Give every line of the listing word for word, beginning at the first and including the line with "use crate::generating::generate_seeded;" as the last.
◆ ◆ ◆
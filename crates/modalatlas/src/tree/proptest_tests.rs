//! Property-based tests for tree construction, queries and normalization.

use proptest::prelude::*;
use crate::config::GeneratorConfig;
use crate::generating::generate_seeded;
use crate::logic::{Letter, Logic, Token};
use crate::parser::parse;
use super::{build, Formula};

const UNARY: [&str; 4] = ["¬", "□", "◊", "[L]"];
const BINARY: [&str; 4] = ["∧", "∨", "→", "↔"];
const LETTERS: [char; 4] = ['p', 'q', 'r', 's'];

/// Formula description before operators are resolved
#[derive(Debug, Clone)]
enum FormulaDesc {
    Letter(u8),
    Unary(u8, Box<FormulaDesc>),
    Binary(u8, Box<FormulaDesc>, Box<FormulaDesc>),
}

fn arb_formula_desc(max_depth: u32) -> BoxedStrategy<FormulaDesc> {
    if max_depth == 0 {
        (0..4u8).prop_map(FormulaDesc::Letter).boxed()
    } else {
        prop_oneof![
            2 => (0..4u8).prop_map(FormulaDesc::Letter),
            2 => (0..4u8, arb_formula_desc(max_depth - 1))
                .prop_map(|(op, f)| FormulaDesc::Unary(op, Box::new(f))),
            3 => (0..4u8, arb_formula_desc(max_depth - 1), arb_formula_desc(max_depth - 1))
                .prop_map(|(op, l, r)| FormulaDesc::Binary(op, Box::new(l), Box::new(r))),
        ].boxed()
    }
}

fn push_postfix(desc: &FormulaDesc, logic: &Logic, out: &mut Vec<Token>) {
    let symbol = match desc {
        FormulaDesc::Letter(i) => {
            out.push(Token::Letter(Letter(LETTERS[*i as usize])));
            return;
        }
        FormulaDesc::Unary(op, f) => {
            push_postfix(f, logic, out);
            UNARY[*op as usize]
        }
        FormulaDesc::Binary(op, l, r) => {
            push_postfix(l, logic, out);
            push_postfix(r, logic, out);
            BINARY[*op as usize]
        }
    };
    let op = logic.operators().get(symbol).expect("symbol is in the modal logic");
    out.push(Token::Operator(op.clone()));
}

fn arb_formula(max_depth: u32) -> impl Strategy<Value = Formula> {
    arb_formula_desc(max_depth).prop_map(|desc| {
        let logic = Logic::modal();
        let mut postfix = Vec::new();
        push_postfix(&desc, &logic, &mut postfix);
        build(postfix).expect("well-formed postfix")
    })
}

proptest! {
    /// Cached size equals one plus the children's sizes at every node
    #[test]
    fn size_is_consistent(formula in arb_formula(5)) {
        for node in formula.subformulas(false) {
            let left = node.left().map_or(0, |n| n.size());
            let right = node.right().map_or(0, |n| n.size());
            prop_assert_eq!(node.size(), 1 + left + right);
        }
    }

    /// Height never exceeds size - 1
    #[test]
    fn height_bounded_by_size(formula in arb_formula(5)) {
        for node in formula.subformulas(false) {
            prop_assert!(node.height() + 1 <= node.size());
        }
    }

    /// Builder renderings agree with the structural renderer
    #[test]
    fn cached_rendering_matches_render(formula in arb_formula(5)) {
        for node in formula.subformulas(false) {
            prop_assert_eq!(node.rendered(), node.render());
        }
    }

    /// Rendered strings parse back to the same tree
    #[test]
    fn render_parse_roundtrip(formula in arb_formula(5)) {
        let logic = Logic::modal();
        let reparsed = parse(&formula.render(), &logic).unwrap();
        prop_assert!(formula.structurally_eq(&reparsed), "{} reparsed as {}", formula, reparsed);
    }

    /// Postfix export rebuilds the same tree
    #[test]
    fn postfix_roundtrip(formula in arb_formula(5)) {
        let rebuilt = build(formula.postfix()).unwrap();
        prop_assert!(formula.structurally_eq(&rebuilt));
    }

    /// normalize(normalize(f)) == normalize(f)
    #[test]
    fn normalize_idempotent(formula in arb_formula(5)) {
        let mut once = formula.clone();
        once.normalize();
        let mut twice = once.clone();
        twice.normalize();
        prop_assert!(once.structurally_eq(&twice));
    }

    /// Normalization only reorders: size, height and modal depth are kept
    #[test]
    fn normalize_preserves_shape_measures(formula in arb_formula(5)) {
        let mut normalized = formula.clone();
        normalized.normalize();
        prop_assert_eq!(normalized.recompute_sizes(), formula.size());
        prop_assert_eq!(normalized.height(), formula.height());
        prop_assert_eq!(normalized.modal_depth(), formula.modal_depth());
    }

    /// Unpruned generation hits the target height and respects the modal bound
    #[test]
    fn generator_respects_constraints(seed in any::<u64>(), height in 0usize..7, max_modal_depth in 0usize..4) {
        let logic = Logic::modal();
        let atoms: Vec<Letter> = LETTERS.iter().copied().map(Letter).collect();
        let config = GeneratorConfig::new(height, max_modal_depth, 0.0);
        let formula = generate_seeded(&config, &atoms, &logic.connectives(), seed).unwrap();
        prop_assert_eq!(formula.height(), height);
        prop_assert!(formula.modal_depth() <= max_modal_depth);
    }

    /// Pruned generation never exceeds the target height
    #[test]
    fn pruned_generation_bounded(seed in any::<u64>(), pruning in 0.0f64..=1.0) {
        let logic = Logic::modal();
        let atoms: Vec<Letter> = LETTERS.iter().copied().map(Letter).collect();
        let config = GeneratorConfig::new(5, 2, pruning);
        let formula = generate_seeded(&config, &atoms, &logic.connectives(), seed).unwrap();
        prop_assert!(formula.height() <= 5);
        prop_assert!(formula.modal_depth() <= 2);
    }
}
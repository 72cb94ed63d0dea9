//! Error types for modalatlas

use thiserror::Error;

#[derive(Error, Debug)]
pub enum FormulaError {
    /// A bracketed operator name that the catalog does not know
    #[error("Unknown operator symbol: {symbol}")]
    Lookup { symbol: String },

    #[error("Unbalanced brackets at token {position}")]
    UnbalancedBrackets { position: usize },

    #[error("Unknown token: {token}")]
    UnknownToken { token: String },

    /// The postfix stream did not reduce to exactly one tree
    #[error("Malformed postfix sequence: {0}")]
    MalformedPostfix(String),

    #[error("Sampling error: {0}")]
    Sampling(String),

    #[error("Invalid configuration: {0}")]
    InvalidConfig(String),

    #[error("JSON error: {0}")]
    Json(#[from] serde_json::Error),
}

pub type Result<T> = std::result::Result<T, FormulaError>;
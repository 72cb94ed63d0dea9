//! Formula parsing: tokenizer, shunting-yard conversion, and the combined
//! string-to-tree entry point

pub mod shunting_yard;
pub mod tokenizer;

pub use shunting_yard::to_postfix;
pub use tokenizer::{tokenize, RawToken};

use crate::error::Result;
use crate::logic::Logic;
use crate::tree::{build, Formula};

/// Parse an infix expression into a formula over `logic`
pub fn parse(expression: &str, logic: &Logic) -> Result<Formula> {
    let tokens = tokenize(expression, logic.operators())?;
    let postfix = to_postfix(tokens, logic)?;
    build(postfix)
}
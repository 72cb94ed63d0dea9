//! Tree construction from postfix token sequences

use super::node::{Node, NodeId};
use super::Formula;
use crate::error::{FormulaError, Result};
use crate::logic::{Arity, Token};
use tracing::debug;

/// Incremental postfix-to-tree builder
///
/// Tokens are pushed one at a time; operands are taken from a node stack so
/// the most recently completed subtree becomes the right operand.
#[derive(Debug, Default)]
pub struct FormulaBuilder {
    nodes: Vec<Node>,
    stack: Vec<NodeId>,
}

impl FormulaBuilder {
    pub fn new() -> Self {
        FormulaBuilder {
            nodes: Vec::new(),
            stack: Vec::new(),
        }
    }

    fn alloc(&mut self, node: Node) -> Result<NodeId> {
        let index = u32::try_from(self.nodes.len()).map_err(|_| {
            FormulaError::MalformedPostfix(format!("more than {} nodes", u32::MAX))
        })?;
        self.nodes.push(node);
        Ok(NodeId(index))
    }

    fn pop_operand(&mut self, token: &Token) -> Result<NodeId> {
        self.stack.pop().ok_or_else(|| {
            FormulaError::MalformedPostfix(format!("operator '{}' is missing an operand", token))
        })
    }

    /// Push the next postfix token
    pub fn push(&mut self, token: Token) -> Result<()> {
        match token.arity() {
            Arity::Nullary => {
                let id = self.alloc(Node::leaf(token))?;
                self.stack.push(id);
            }
            Arity::Unary => {
                let child = self.pop_operand(&token)?;
                let rendered = format!("{}{}", token, self.nodes[child.index()].rendered);
                let id = self.alloc(Node {
                    token,
                    rendered,
                    size: 0,
                    parent: None,
                    left: None,
                    right: Some(child),
                })?;
                self.nodes[child.index()].parent = Some(id);
                self.stack.push(id);
            }
            Arity::Binary => {
                let right = self.pop_operand(&token)?;
                let left = self.pop_operand(&token)?;
                let rendered = format!(
                    "({}{}{})",
                    self.nodes[left.index()].rendered,
                    token,
                    self.nodes[right.index()].rendered
                );
                let id = self.alloc(Node {
                    token,
                    rendered,
                    size: 0,
                    parent: None,
                    left: Some(left),
                    right: Some(right),
                })?;
                self.nodes[left.index()].parent = Some(id);
                self.nodes[right.index()].parent = Some(id);
                self.stack.push(id);
            }
        }
        Ok(())
    }

    /// Finish construction; exactly one tree must remain on the stack.
    pub fn finish(self) -> Result<Formula> {
        let root = match self.stack.as_slice() {
            [root] => *root,
            [] => {
                return Err(FormulaError::MalformedPostfix(
                    "empty token sequence".to_string(),
                ))
            }
            rest => {
                return Err(FormulaError::MalformedPostfix(format!(
                    "{} trees left on the stack",
                    rest.len()
                )))
            }
        };
        let mut formula = Formula::from_arena(self.nodes, root);
        let size = formula.recompute_sizes();
        debug!(size, rendered = formula.rendered(), "built formula");
        Ok(formula)
    }
}

/// Build a formula from tokens in postfix order
pub fn build(postfix: impl IntoIterator<Item = Token>) -> Result<Formula> {
    let mut builder = FormulaBuilder::new();
    for token in postfix {
        builder.push(token)?;
    }
    builder.finish()
}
◆ ◆ ◆
## Solved problem:
filename crates/modalatlas/src/tree/proptest_tests.rs
//! Property-based tests for tree construction, queries and normalization.

use proptest::prelude::*;
use crate::config::GeneratorConfig;
use crate::generating::generate_seeded;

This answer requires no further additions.